Se atentarmos para o que sugere o Plano Nacional de Segurança Pública, do então candidato Luiz Inácio Lula da Silva, para a área do Sistema Penitenciário, percebe-se que houve preocupação particular de enfatizar a necessidade do controle externo. Fala-se,  claramente, da criação da “Ouvidoria-Geral do Sistema Penitenciário Brasileiro, no Ministério da Justiça, e estímulo à criação de Ouvidorias nos sistemas penitenciários estaduais, por meio de ajuda técnica e financeira.” E, mais ainda, insiste-se que “a partir de um determinado momento, os estados que não tiverem implantado suas Ouvidorias, não receberão verbas” (federais, evidentemente). Louve-se a recentíssima iniciativa do Ministério da Justiça de criar a Ouvidoria-Geral do Sistema Penitenciário. Espera-se que tal Ouvidoria funcione, como acontece em tantos outros órgãos federais, com um número 0800 à disposição da população. Desta forma, o Ministério da Justiça poderá monitorar o que acontece nos sistemas penitenciários estaduais e cobrar dos estados o respeito à lei.

Por outro lado, os estados também devem criar suas Ouvidorias, disponibilizando um número 0800 para o recebimento de queixas.
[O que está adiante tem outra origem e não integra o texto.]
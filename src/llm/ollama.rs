// src/llm/ollama.rs

use crate::config::Config;
use crate::error::Result;
use crate::llm::{handle_api_response, ChatMessage};
use anyhow::{anyhow, Context};
use reqwest::Client;
use serde::{Deserialize, Serialize};
use std::time::Duration;
use tracing::{debug, error, instrument};

// --- Request Structs ---

#[derive(Serialize, Debug)]
struct OllamaChatRequest<'a> {
    model: &'a str,
    messages: &'a [ChatMessage],
    stream: bool, // The agent needs the whole reply before parsing it
}

// --- Response Structs ---

#[derive(Deserialize, Debug)]
struct OllamaChatResponse {
    message: Option<ChatMessage>,
    error: Option<String>,
}

// --- Model Listing Structs ---

#[derive(Deserialize, Debug)]
struct OllamaTag {
    name: String,
}

#[derive(Deserialize, Debug)]
struct OllamaTagsResponse {
    models: Vec<OllamaTag>,
}

// --- Chat Function ---
#[instrument(skip(client, config, messages))]
pub async fn chat(client: &Client, config: &Config, messages: &[ChatMessage]) -> Result<String> {
    let url = format!("{}/api/chat", config.ollama_base_url);
    let request_payload = OllamaChatRequest {
        model: &config.default_ollama_model,
        messages,
        stream: false,
    };

    debug!(model = %config.default_ollama_model, "Sending chat request to Ollama");

    let response = client
        .post(&url)
        .timeout(Duration::from_secs(config.ollama_request_timeout_secs))
        .json(&request_payload)
        .send()
        .await
        .context(format!("Failed to send chat request to Ollama at {}", url))?;

    let chat_response: OllamaChatResponse = handle_api_response(response, "Ollama chat").await?;
    if let Some(err) = chat_response.error {
        return Err(anyhow!("Ollama Error: {}", err));
    }
    chat_response
        .message
        .map(|m| m.content)
        .ok_or_else(|| anyhow!("No message in Ollama chat response"))
}

// --- List Models Function ---
#[instrument(skip(client, config))]
pub async fn list_models(client: &Client, config: &Config) -> Result<Vec<String>> {
    let url = format!("{}/api/tags", config.ollama_base_url);
    debug!("Fetching models list from Ollama: {}", url);

    let response = client
        .get(&url)
        .send()
        .await
        .context(format!("Failed to send list models request to Ollama at {}", url))?;

    let tags_response: OllamaTagsResponse = handle_api_response(response, "Ollama list models").await?;

    let model_names: Vec<String> = tags_response.models.into_iter().map(|tag| tag.name).collect();

    debug!("Found Ollama models: {:?}", model_names);
    Ok(model_names)
}

// --- Check Connection Function ---
#[instrument(skip(client, config))]
pub async fn check_connection(client: &Client, config: &Config) -> Result<()> {
    let url = &config.ollama_base_url;
    debug!("Checking Ollama connection status at {} ...", url);
    let response = client
        .get(url)
        .timeout(Duration::from_secs(5))
        .send()
        .await
        .context(format!("Failed to connect to Ollama at {}", url))?;

    if response.status().is_success() {
        debug!("Ollama connection check successful (Status: {}).", response.status());
        Ok(())
    } else {
        let status = response.status();
        let error_body = response.text().await.unwrap_or_else(|_| "Failed to read error body".to_string());
        error!("Ollama connection check failed. Status: {}, Body: {:.100}", status, error_body);
        Err(anyhow!("Ollama connection check failed at {}: Status {} - {}", url, status, error_body))
    }
}

#[cfg(test)]
mod tests {
    use super::*;

    #[test]
    fn chat_request_shape() {
        let messages = vec![ChatMessage::system("be brief"), ChatMessage::user("hi")];
        let request = OllamaChatRequest {
            model: "llama3.1:latest",
            messages: &messages,
            stream: false,
        };
        let value = serde_json::to_value(&request).unwrap();
        assert_eq!(value["model"], "llama3.1:latest");
        assert_eq!(value["stream"], false);
        assert_eq!(value["messages"][1]["role"], "user");
    }

    #[test]
    fn chat_response_parsing() {
        let body = r#"{"model":"llama3.1","created_at":"2024-01-01T00:00:00Z","message":{"role":"assistant","content":"Answer: 20"},"done":true}"#;
        let parsed: OllamaChatResponse = serde_json::from_str(body).unwrap();
        assert_eq!(parsed.message.unwrap().content, "Answer: 20");
    }
}
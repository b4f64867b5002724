// src/llm/openai_compatible.rs
//
// Client for `/chat/completions` style APIs, shared by the OpenAI and Groq modules.

use crate::error::Result;
use crate::llm::{handle_api_response, ChatMessage};
use anyhow::{anyhow, Context};
use reqwest::header::{HeaderMap, HeaderValue, AUTHORIZATION};
use reqwest::Client;
use serde::{Deserialize, Serialize};
use std::time::Duration;
use tracing::{debug, error, instrument};

// --- Request Structures ---

#[derive(Serialize, Debug)]
pub struct ChatCompletionRequest<'a> {
    pub model: &'a str,
    pub messages: &'a [ChatMessage],
    #[serde(skip_serializing_if = "Option::is_none")]
    pub temperature: Option<f32>,
}

// --- Response Structures ---

#[derive(Deserialize, Debug)]
pub struct ChatCompletionResponse {
    #[serde(default)]
    pub choices: Vec<ChatChoice>,
    // Some providers report errors in a 200 body
    pub error: Option<ApiError>,
}

#[derive(Deserialize, Debug)]
pub struct ChatChoice {
    pub message: ResponseMessage,
    pub finish_reason: Option<String>, // e.g., "stop", "length"
}

#[derive(Deserialize, Debug)]
pub struct ResponseMessage {
    pub role: String,
    pub content: Option<String>, // Content can sometimes be null
}

#[derive(Deserialize, Debug)]
pub struct ApiError {
    pub message: String,
    #[serde(rename = "type")]
    pub error_type: Option<String>, // e.g., "invalid_request_error"
    pub code: Option<String>,       // e.g., "invalid_api_key"
}

// --- Model Listing Structures ---

#[derive(Deserialize, Debug)]
pub struct ListModelsResponse {
    #[serde(default)]
    pub data: Vec<ModelInfo>,
    pub error: Option<ApiError>,
}

#[derive(Deserialize, Debug)]
pub struct ModelInfo {
    pub id: String,
    pub owned_by: Option<String>,
}

// --- Shared HTTP Client Logic ---

fn build_headers(api_key: &str) -> Result<HeaderMap> {
    let mut headers = HeaderMap::new();
    let mut auth_value =
        HeaderValue::from_str(&format!("Bearer {}", api_key)).context("Invalid API key format")?;
    auth_value.set_sensitive(true);
    headers.insert(AUTHORIZATION, auth_value);
    Ok(headers)
}

/// First non-empty reply of a completion
fn extract_reply(parsed_response: ChatCompletionResponse) -> Result<String> {
    if let Some(api_error) = parsed_response.error {
        error!(?api_error, "API returned an error in the response body");
        return Err(anyhow!(
            "API Error: {} (Type: {:?}, Code: {:?})",
            api_error.message,
            api_error.error_type,
            api_error.code
        ));
    }
    let choice = parsed_response
        .choices
        .into_iter()
        .next()
        .ok_or_else(|| anyhow!("Failed to extract text content from response choices"))?;
    if choice.finish_reason.as_deref() == Some("length") {
        debug!("Completion stopped at the token limit");
    }
    choice
        .message
        .content
        .ok_or_else(|| anyhow!("Response message from {} has no content", choice.message.role))
}

#[instrument(skip(client, api_key, base_url, messages))]
pub async fn chat(
    client: &Client,
    api_key: &str,
    base_url: &str,
    model: &str,
    messages: &[ChatMessage],
) -> Result<String> {
    let url = format!("{}/chat/completions", base_url.trim_end_matches('/'));
    let headers = build_headers(api_key)?;

    let request_payload = ChatCompletionRequest {
        model,
        messages,
        temperature: Some(0.0),
    };

    debug!(?url, model, "Sending chat completion request"); // Don't log full payload by default

    let response = client
        .post(&url)
        .headers(headers)
        .json(&request_payload)
        .send()
        .await
        .context(format!("Failed to send request to {}", url))?;

    let parsed_response: ChatCompletionResponse = handle_api_response(response, "chat completion").await?;
    extract_reply(parsed_response)
}

#[instrument(skip(client, api_key, base_url))]
pub async fn list_models(client: &Client, api_key: &str, base_url: &str) -> Result<Vec<String>> {
    let url = format!("{}/models", base_url.trim_end_matches('/'));
    let headers = build_headers(api_key)?;

    debug!("Sending list models request to {}", url);

    let response = client
        .get(&url)
        .headers(headers)
        .send()
        .await
        .context(format!("Failed to send list models request to {}", url))?;

    let list_response: ListModelsResponse = handle_api_response(response, "list models").await?;

    if let Some(api_error) = list_response.error {
        error!(?api_error, "API returned an error listing models");
        return Err(anyhow!("API Error listing models: {}", api_error.message));
    }

    Ok(list_response.data.into_iter().map(|m| m.id).collect())
}

#[instrument(skip(client, api_key, base_url))]
pub async fn check_connection(client: &Client, api_key: &str, base_url: &str) -> Result<()> {
    debug!("Checking OpenAI-compatible connection status via list models...");
    let url = format!("{}/models", base_url.trim_end_matches('/'));
    let headers = build_headers(api_key)?;
    let response = client
        .get(&url)
        .headers(headers)
        .timeout(Duration::from_secs(10))
        .send()
        .await
        .context(format!("Failed connection check request to {}", url))?;

    if response.status().is_success() {
        debug!("OpenAI-compatible connection check successful (Status: {}).", response.status());
        Ok(())
    } else {
        let status = response.status();
        let error_body = response.text().await.unwrap_or_else(|_| "Failed to read error body".to_string());
        error!("OpenAI-compatible connection check failed. Status: {}, Body: {:.100}", status, error_body);
        Err(anyhow!("Connection check failed at {}: Status {} - {}", url, status, error_body))
    }
}

#[cfg(test)]
mod tests {
    use super::*;

    #[test]
    fn reply_from_first_choice() {
        let body = r#"{"id":"x","object":"chat.completion","choices":[{"index":0,"message":{"role":"assistant","content":"Thought: check"},"finish_reason":"stop"}]}"#;
        let parsed: ChatCompletionResponse = serde_json::from_str(body).unwrap();
        assert_eq!(extract_reply(parsed).unwrap(), "Thought: check");
    }

    #[test]
    fn error_body_is_reported() {
        let body = r#"{"error":{"message":"Incorrect API key provided","type":"invalid_request_error","code":"invalid_api_key"}}"#;
        let parsed: ChatCompletionResponse = serde_json::from_str(body).unwrap();
        let err = extract_reply(parsed).unwrap_err().to_string();
        assert!(err.starts_with("API Error: Incorrect API key provided"));
    }

    #[test]
    fn temperature_is_optional() {
        let messages = vec![ChatMessage::user("hi")];
        let request = ChatCompletionRequest {
            model: "gpt-4o-mini",
            messages: &messages,
            temperature: None,
        };
        let value = serde_json::to_value(&request).unwrap();
        assert!(value.get("temperature").is_none());
    }
}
E, mais ainda, principalmente nos estados, as Ouvidorias devem ter caráter também pró-ativo, de forma a não se restringir ao monitoramento de casos individuais, buscando a punição de funcionários que se comportam de forma ilegal ou irregular, mas deve envolver-se com o monitoramento mais amplo dos sistemas penitenciários, buscando formular propostas para problemas estruturais.

5.5. As Corregedorias

As Corregedorias são órgãos de controle interno no âmbito dos sistemas penitenciários que objetivam combater irregularidades e ilegalidades, principalmente a violência e a corrupção. É importante que as apurações das Corregedorias sejam sempre muito céleres e seus resultados amplamente divulgados de forma a combater a sensação de impunidade. Constatou-se, no levantamento realizado para este trabalho, que cerca de 50% dos estados não contam com Corregedorias e constituem comissões de sindicâncias, toda vez que há necessidade de investigar o desvio de comportamento de funcionários, o que é absolutamente inaceitável. A criação de corregedorias em todas as unidades da federação é urgente e algumas recomendações para tal encontram-se a seguir.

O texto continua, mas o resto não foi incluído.